**Exercise materials**
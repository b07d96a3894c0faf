//! Inbound guardrail chain: sanitize, validate, content-filter.
//!
//! Rate limiting is the final link in the chain but needs persistence, so it
//! lives behind [`crate::store::GuidanceStore::check_rate_limit`]; the
//! shared limit constants are defined here.

use serde::{Deserialize, Serialize};

/// Hard cap on inbound message length, in characters.
pub const MAX_INPUT_CHARS: usize = 500;

/// Minimum trimmed length for a message to be answerable.
pub const MIN_INPUT_CHARS: usize = 2;

/// Messages allowed per user per rate window.
pub const RATE_LIMIT: u32 = 20;

/// Rate window length in seconds.
pub const RATE_WINDOW_SECS: i64 = 3600;

/// Truncate to [`MAX_INPUT_CHARS`] and collapse all whitespace runs to
/// single spaces. Character-based, so multi-byte scripts are never split.
pub fn sanitize(message: &str) -> String {
  let truncated: String = message.chars().take(MAX_INPUT_CHARS).collect();
  truncated.split_whitespace().collect::<Vec<_>>().join(" ")
}

/// True iff the sanitized message is long enough to answer.
pub fn is_valid(message: &str) -> bool {
  message.trim().chars().count() >= MIN_INPUT_CHARS
}

// ─── Content filter ──────────────────────────────────────────────────────────

/// Why the content filter rejected a message. Checked in declaration order;
/// a message matching several categories reports the first.
#[derive(Debug, Clone, Copy, PartialEq, Eq, Serialize, Deserialize)]
#[serde(rename_all = "snake_case")]
pub enum BlockReason {
  Profanity,
  Manipulation,
  OffTopic,
}

/// Substring-based content policy over the lowercased message.
#[derive(Debug, Clone, Default, Serialize, Deserialize)]
pub struct ContentPolicy {
  #[serde(default)]
  pub profanity:    Vec<String>,
  #[serde(default)]
  pub manipulation: Vec<String>,
  #[serde(default)]
  pub offtopic:     Vec<String>,
}

impl ContentPolicy {
  /// First matching block category, or `None` when the message is clean.
  pub fn check(&self, message: &str) -> Option<BlockReason> {
    let lower = message.to_lowercase();
    let hit = |list: &[String]| list.iter().any(|w| lower.contains(w.as_str()));
    if hit(&self.profanity) {
      Some(BlockReason::Profanity)
    } else if hit(&self.manipulation) {
      Some(BlockReason::Manipulation)
    } else if hit(&self.offtopic) {
      Some(BlockReason::OffTopic)
    } else {
      None
    }
  }

  /// Built-in Hindi/Hinglish/English deny lists.
  pub fn builtin() -> Self {
    fn owned(words: &[&str]) -> Vec<String> {
      words.iter().map(|w| (*w).to_owned()).collect()
    }

    Self {
      profanity:    owned(&[
        "भड़वा", "रंडी", "चूतिया", "मादरचोद", "बहनचोद", "गांड", "लौड़ा",
        "भोसड़ी", "fuck", "shit", "ass", "bitch", "bastard", "dick", "pussy",
      ]),
      manipulation: owned(&[
        "ignore previous",
        "forget instructions",
        "you are now",
        "act as",
        "pretend to be",
        "bypass",
        "ignore all",
        "disregard",
        "new persona",
        "jailbreak",
        "dan mode",
        "developer mode",
        "ignore safety",
      ]),
      offtopic:     owned(&[
        "modi", "rahul", "bjp", "congress", "election", "vote", "pakistan",
        "muslim", "hindu", "christian", "sex", "porn", "nude", "xxx",
      ]),
    }
  }
}

// ─── Chain verdict ───────────────────────────────────────────────────────────

/// Why the guardrail chain rejected a message. [`Rejection::RateLimited`] is
/// produced by the caller after consulting the store.
#[derive(Debug, Clone, Copy, PartialEq, Eq)]
pub enum Rejection {
  TooShort,
  Blocked(BlockReason),
  RateLimited,
}

/// Run the stateless links of the chain: sanitize, then validate, then
/// content-filter. Returns the sanitized message on success.
pub fn screen(
  policy: &ContentPolicy,
  message: &str,
) -> Result<String, Rejection> {
  let clean = sanitize(message);
  if !is_valid(&clean) {
    return Err(Rejection::TooShort);
  }
  if let Some(reason) = policy.check(&clean) {
    return Err(Rejection::Blocked(reason));
  }
  Ok(clean)
}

**Activity**
Say only how many lines above contain "derive", with no other words.

**Written solution**
3